---- Records

use broker_types::ErrorCode;

#[derive(Debug, thiserror::Error)]
pub enum DispatchError {
    #[error("consumer {id} not found")]
    ConsumerNotFound { id: uuid::Uuid },
    #[error("consumer {id} is already registered on topic {topic}")]
    AlreadySubscribed { id: uuid::Uuid, topic: String },
    #[error(transparent)]
    Store(#[from] broker_store::StoreError),
    #[error(transparent)]
    Io(#[from] anyhow::Error),
}

impl ErrorCode for DispatchError {
    fn code(&self) -> &'static str {
        match self {
            Self::ConsumerNotFound { .. } => "CONSUMER_NOT_FOUND",
            Self::AlreadySubscribed { .. } => "CONSUMER_ALREADY_SUBSCRIBED",
            Self::Store(inner) => inner.code(),
            Self::Io(_) => "IO_ERROR",
        }
    }
}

--------

#### [Work required]
Looking through the records, copy out every line in which the word "from" is found.

#### [Finished task]
    Store(#[from] broker_store::StoreError),
    Io(#[from] anyhow::Error),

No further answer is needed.